With that said, I still think they left a ton on the table with the backrooms. There are much better backrooms moments online (on YouTube) than what they gave us. That was what I was looking forward to the most — seeing stuff that I hadn’t seen on Youtube. This is the big screen baby. Give us something bigger.
But a lot of this was rehashed stuff you could already see online. There wasn’t a single new backrooms moment where I said, “Oh wow. That’s cool.” Nor did it seem like they were looking to create that moment.
So, all in all, this movie wasn’t for me.
But what I say next might surprise you. I don’t think anything I just said matters. Yeah, the character development here wasn’t even half-baked. It was quarter-baked. But maybe that’s what makes the movie feel fresh. I remember watching Phantasm as a kid and a lot of it didn’t make sense. But it stayed with me my whole life. Cause it was weird and unpredictable and unsettling. And I think the teens and 20-somethings who see this film will leave having had a similar experience.
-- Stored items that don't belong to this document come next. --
//! Health check endpoints for orchestrator probes

use std::time::Instant;

use axum::{extract::State, http::StatusCode, response::IntoResponse};
use serde::Serialize;

use crate::api::types::Json;

use super::state::AppState;

#[derive(Serialize)]
pub struct HealthResponse {
    pub status: HealthStatus,
    pub version: String,
    #[serde(skip_serializing_if = "Option::is_none")]
    pub checks: Option<Vec<HealthCheck>>,
    #[serde(skip_serializing_if = "Option::is_none")]
    pub latency_ms: Option<u64>,
}

#[derive(Serialize, Clone, Copy, PartialEq, Eq, Debug)]
#[serde(rename_all = "lowercase")]
pub enum HealthStatus {
    Healthy,
    Unhealthy,
}

#[derive(Serialize)]
pub struct HealthCheck {
    pub name: String,
    pub status: HealthStatus,
    #[serde(skip_serializing_if = "Option::is_none")]
    pub message: Option<String>,
}

/// Liveness with a small JSON body
pub async fn health_check() -> impl IntoResponse {
    let response = HealthResponse {
        status: HealthStatus::Healthy,
        version: env!("CARGO_PKG_VERSION").to_string(),
        checks: None,
        latency_ms: None,
    };

    (StatusCode::OK, Json(response))
}

/// Ready once at least one model and the knowledge base are loaded
pub async fn ready_check(State(state): State<AppState>) -> impl IntoResponse {
    let start = Instant::now();

    let checks = vec![check_registry(&state), check_knowledge_base(&state)];

    let overall_status = if checks.iter().all(|c| c.status == HealthStatus::Healthy) {
        HealthStatus::Healthy
    } else {
        HealthStatus::Unhealthy
    };

    let response = HealthResponse {
        status: overall_status,
        version: env!("CARGO_PKG_VERSION").to_string(),
        checks: Some(checks),
        latency_ms: Some(start.elapsed().as_millis() as u64),
    };

    let status_code = match overall_status {
        HealthStatus::Healthy => StatusCode::OK,
        HealthStatus::Unhealthy => StatusCode::SERVICE_UNAVAILABLE,
    };

    (status_code, Json(response))
}

pub async fn live_check() -> impl IntoResponse {
    StatusCode::OK
}

fn check_registry(state: &AppState) -> HealthCheck {
    let selectable = state.registry.selectable();

    HealthCheck {
        name: "model_registry".to_string(),
        status: if selectable.is_empty() {
            HealthStatus::Unhealthy
        } else {
            HealthStatus::Healthy
        },
        message: Some(format!(
            "{} model(s): {}",
            selectable.len(),
            selectable
                .iter()
                .map(|k| k.as_str())
                .collect::<Vec<_>>()
                .join(", ")
        )),
    }
}

fn check_knowledge_base(state: &AppState) -> HealthCheck {
    let kb = &state.knowledge_base;

    HealthCheck {
        name: "knowledge_base".to_string(),
        status: if kb.languages().is_empty() {
            HealthStatus::Unhealthy
        } else {
            HealthStatus::Healthy
        },
        message: Some(format!(
            "{} crop(s) in {} language(s)",
            kb.len(),
            kb.languages().len()
        )),
    }
}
And I think that may be part of this larger movement going on with these Youtube filmmakers that is getting people back to the theater. The very fact that they AREN’T doing it the Hollywood way, or the Scriptshadow way, is what’s helping them stand out. I’m going to talk about that a lot more on Friday.
For Wednesday, I’m going to take a break from horror and review a script from that new female writer who had 40 companies chasing down her rom-com script last week. I’m not reviewing her rom-com. But I’m reviewing the script she wrote before that. That should be fun.
Seeya then!
[ ] What the hell did I just watch?
[x] wasn’t for me
[ ] worth the price of admission
[ ] impressive
[ ] genius
What I learned: Like I always say — whatever it is that people are coming to your movie for, make sure that that thing works. If it’s comedy, the majority of your focus should be on making sure the script is funny. If it’s a thriller, the majority of your focus should be on making your script fast and exciting. If it’s a horror movie, your focus needs to be on scares and creepiness. If you succeed in providing the key thing that the audience came to experience, the script can withstand a surprising amount of weaknesses. And I think that’s why Backrooms is doing so well. Its character development sucks. But it’s consistently creepy throughout. And since that’s what people are coming there for, they’re mostly leaving satisfied.